In 1945 he founded the ‘Ecole Nationale d’Administration’ for the French Civil Service. Though he supported the ‘Democratic and Socialist Union of the Resistance’ during the rule of the Fourth Republic at first, he defected to the ‘Radical-Socialist Party’ on the insistence of de Gaulle. He was given the Austrian and German desks of the Foreign Ministry in 1947. He was elected to the post of senator for ‘Indre-et-Loire’ after he joined the ‘Rally of the French People’ party led by de Gaulle. He held this post from 1948 to 1958. He founded a newspaper called the ‘Le Courier de la colerie’ in 1957 which was fiercely against the idea of giving independence to Algeria. Debre became the Minister of Justice in de Gaulle’s cabinet on June 1, 1958 and was mainly responsible for drafting the Constitution. He was elected the first Prime Minister of France on January 8, 1959 and held the post till 1962. The Evian Accords referendum in 1962 brought an end to the Algerian War and Algeria became independent. Since he had been opposing this move from the start, Debre was replaced by de Gaulle with Georges Pompidou. The National Assembly was dissolved and elections were held in November 1962 in which Debre tried unsuccessfully to be elected as the ‘Depute for Indre-et-Loire’.

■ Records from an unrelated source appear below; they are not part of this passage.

/// Render a floating-point value: `%f`/`%F`, `%e`/`%E`, `%g`/`%G`.
///
/// Digit generation uses `core::fmt`; POSIX exponent layout, width and
/// flag rules are applied here.
pub fn format_float(
    value: f64,
    spec: &FormatSpec,
    out: &mut BoundedWriter<'_>,
) -> Result<(), fmt::Error> {
    let upper = spec.conversion.is_ascii_uppercase();
    let sign = if value.is_sign_negative() {
        Some(b'-')
    } else {
        sign_flag(spec)
    };

    if !value.is_finite() {
        let text: &[u8] = match (value.is_nan(), upper) {
            (true, false) => b"nan",
            (true, true) => b"NAN",
            (false, false) => b"inf",
            (false, true) => b"INF",
        };
        emit_field(out, spec, sign, b"", false, text.len(), |out| out.push_bytes(text));
        return Ok(());
    }

    let precision = match spec.precision {
        Precision::Fixed(p) => p,
        _ => 6,
    };
    if precision > MAX_FLOAT_PRECISION {
        return Err(fmt::Error);
    }

    let abs = value.abs();
    let alt = spec.flags.alt_form;
    let mut body = Scratch::new();
    match spec.conversion | 0x20 {
        b'e' => write_exponent(&mut body, abs, precision, upper, alt)?,
        b'g' => write_general(&mut body, abs, precision, upper, alt)?,
        _ => write_fixed(&mut body, abs, precision, alt)?,
    }

    let text = body.as_bytes();
    emit_field(out, spec, sign, b"", spec.flags.zero_pad, text.len(), |out| {
        out.push_bytes(text)
    });
    Ok(())
}

/// Fixed-capacity text buffer for float digit generation.
struct Scratch {
    bytes: [u8; FLOAT_SCRATCH],
    len: usize,
}

impl Scratch {
    fn new() -> Self {
        Self {
            bytes: [0; FLOAT_SCRATCH],
            len: 0,
        }
    }

    fn as_bytes(&self) -> &[u8] {
        &self.bytes[..self.len]
    }

    fn push(&mut self, bytes: &[u8]) -> fmt::Result {
        let end = self.len.checked_add(bytes.len()).ok_or(fmt::Error)?;
        self.bytes.get_mut(self.len..end).ok_or(fmt::Error)?.copy_from_slice(bytes);
        self.len = end;
        Ok(())
    }

    /// Drop trailing fractional zeros and a dangling decimal point.
    fn strip_fraction_zeros(&mut self) {
        if !self.as_bytes().contains(&b'.') {
            return;
        }
        while self.len > 0 && self.bytes[self.len - 1] == b'0' {
            self.len -= 1;
        }
        if self.len > 0 && self.bytes[self.len - 1] == b'.' {
            self.len -= 1;
        }
    }
}

impl fmt::Write for Scratch {
    fn write_str(&mut self, s: &str) -> fmt::Result {
        self.push(s.as_bytes())
    }
}

/// `%f`: fixed-point decimal.
fn write_fixed(out: &mut Scratch, value: f64, precision: usize, alt: bool) -> fmt::Result {
    write!(out, "{value:.precision$}")?;
    if precision == 0 && alt {
        out.push(b".")?;
    }
    Ok(())
}

/// Split `core::fmt`'s `{:e}` output into its mantissa and decimal exponent.
fn exponent_parts(value: f64, precision: usize) -> Result<(Scratch, i32), fmt::Error> {
    let mut raw = Scratch::new();
    write!(raw, "{value:.precision$e}")?;
    let bytes = raw.as_bytes();
    let e_pos = bytes.iter().position(|&b| b == b'e').ok_or(fmt::Error)?;
    let exp = core::str::from_utf8(&bytes[e_pos + 1..])
        .map_err(|_| fmt::Error)?
        .parse::<i32>()
        .map_err(|_| fmt::Error)?;
    raw.len = e_pos;
    Ok((raw, exp))
}

fn push_exponent(out: &mut Scratch, exp: i32, upper: bool) -> fmt::Result {
    out.push(if upper { b"E" } else { b"e" })?;
    out.push(if exp < 0 { b"-" } else { b"+" })?;
    write!(out, "{:02}", exp.unsigned_abs())
}

/// `%e`: `d.ddde±XX`.
fn write_exponent(
    out: &mut Scratch,
    value: f64,
    precision: usize,
    upper: bool,
    alt: bool,
) -> fmt::Result {
    let (mantissa, exp) = exponent_parts(value, precision)?;
    out.push(mantissa.as_bytes())?;
    if precision == 0 && alt {
        out.push(b".")?;
    }
    push_exponent(out, exp, upper)
}

/// `%g`: `%e` when the exponent is < -4 or >= precision, `%f` otherwise;
/// trailing zeros dropped unless '#'.
fn write_general(
    out: &mut Scratch,
    value: f64,
    precision: usize,
    upper: bool,
    alt: bool,
) -> fmt::Result {
    let p = precision.max(1);
    let (mut mantissa, exp) = exponent_parts(value, p - 1)?;
    let p_exp = i32::try_from(p).map_err(|_| fmt::Error)?;
    if (-4..p_exp).contains(&exp) {
        let frac = usize::try_from(p_exp - 1 - exp).map_err(|_| fmt::Error)?;
        write_fixed(out, value, frac, alt)?;
        if !alt {
            out.strip_fraction_zeros();
        }
        Ok(())
    } else {
        if !alt {
            mantissa.strip_fraction_zeros();
        } else if p == 1 {
            mantissa.push(b".")?;
        }
        out.push(mantissa.as_bytes())?;
        push_exponent(out, exp, upper)
    }
}

// ---------------------------------------------------------------------------
// Internal helpers
// ---------------------------------------------------------------------------

fn parse_decimal(digits: &[u8]) -> usize {
    digits.iter().fold(0_usize, |acc, &d| {
        acc.saturating_mul(10).saturating_add((d - b'0') as usize)
    })
}

fn resolve_width(spec: &FormatSpec) -> usize {
    match spec.width {
        Width::Fixed(w) => w,
        _ => 0,
    }
}

fn sign_flag(spec: &FormatSpec) -> Option<u8> {
    if spec.flags.force_sign {
        Some(b'+')
    } else if spec.flags.space_sign {
        Some(b' ')
    } else {
        None
    }
}

fn int_base(conversion: u8) -> (u64, bool) {
    match conversion {
        b'o' => (8, false),
        b'x' => (16, false),
        b'X' => (16, true),
        _ => (10, false),
    }
}

/// Render `value` in `base` right-aligned into `buf`; returns the digit count.
fn render_digits(mut value: u64, base: u64, uppercase: bool, buf: &mut [u8; 64]) -> usize {
    if value == 0 {
        buf[63] = b'0';
        return 1;
    }
    let alpha = if uppercase { b'A' } else { b'a' };
    let mut pos = 64;
    while value > 0 {
        pos -= 1;
        let digit = (value % base) as u8;
        buf[pos] = if digit < 10 {
            b'0' + digit
        } else {
            alpha + (digit - 10)
        };
        value /= base;
    }
    64 - pos
}

fn alt_prefix(spec: &FormatSpec) -> &'static [u8] {
    if !spec.flags.alt_form {
        return b"";
    }
    match spec.conversion {
        b'x' => b"0x",
        b'X' => b"0X",
        _ => b"",
    }
}

// ---------------------------------------------------------------------------
// Tests
// ---------------------------------------------------------------------------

In 1963 he decided to visit the island of Reunion which was also a French colony. He was against the ‘Communist Party of Reunion’ founded by Paul Verges which was asking for the independence of the island from France. He wanted to run for the post of mayor of Saint-Denis. He was elected as the ‘Depute for Saint-Denis’ on May 6, 1963. He joined the French government again in 1966 as the economy & finance minister. After the Civil unrest of 1968 came to an end, Debre was made the foreign minister. In 1969 he became the defense minister under President Georges Pompidou and remained in the position till 1973. After Valery Giscard d’Estaing became President in the 1974 elections, Debre was marginalized for his virulent attack on Giscard’s foreign policies. He 1976 he became the leader of the ‘Rassemblement pour la Republique’ or RPR and took part in the rallies conducted by it in 1979. He ran for president in the 1981 presidential elections as a dissident orthodox Gaullist candidate against Chirac but lost getting only 1.6 percent of the votes.

Major Works

Michel Debre published the book ‘The Death of the Republican State’ in 1947 criticizing the weaknesses of the Fourth Republic. He also published his memoirs in three volumes during the period 1961 to 1969.

Awards and achievements

He received many awards such as the ‘Commander of the Legion of Honor’, ‘Croix de guerre’, ‘The French Resistance Medal’ and the ‘Commemorative Medal for Voluntary Services in Free France’.

Personal Life & Legacy

He got married to Anne-Marie Lemaresquier, the daughter of a famous architect, in 1936. He had four sons from the marriage – Vincent, Francois, and the twins Jean-Louis and Bernard. Michel Debre died on August 3, 1996 of Parkinson’s disease at his home in Montlouis-sur-Loire, 150 miles south of Paris.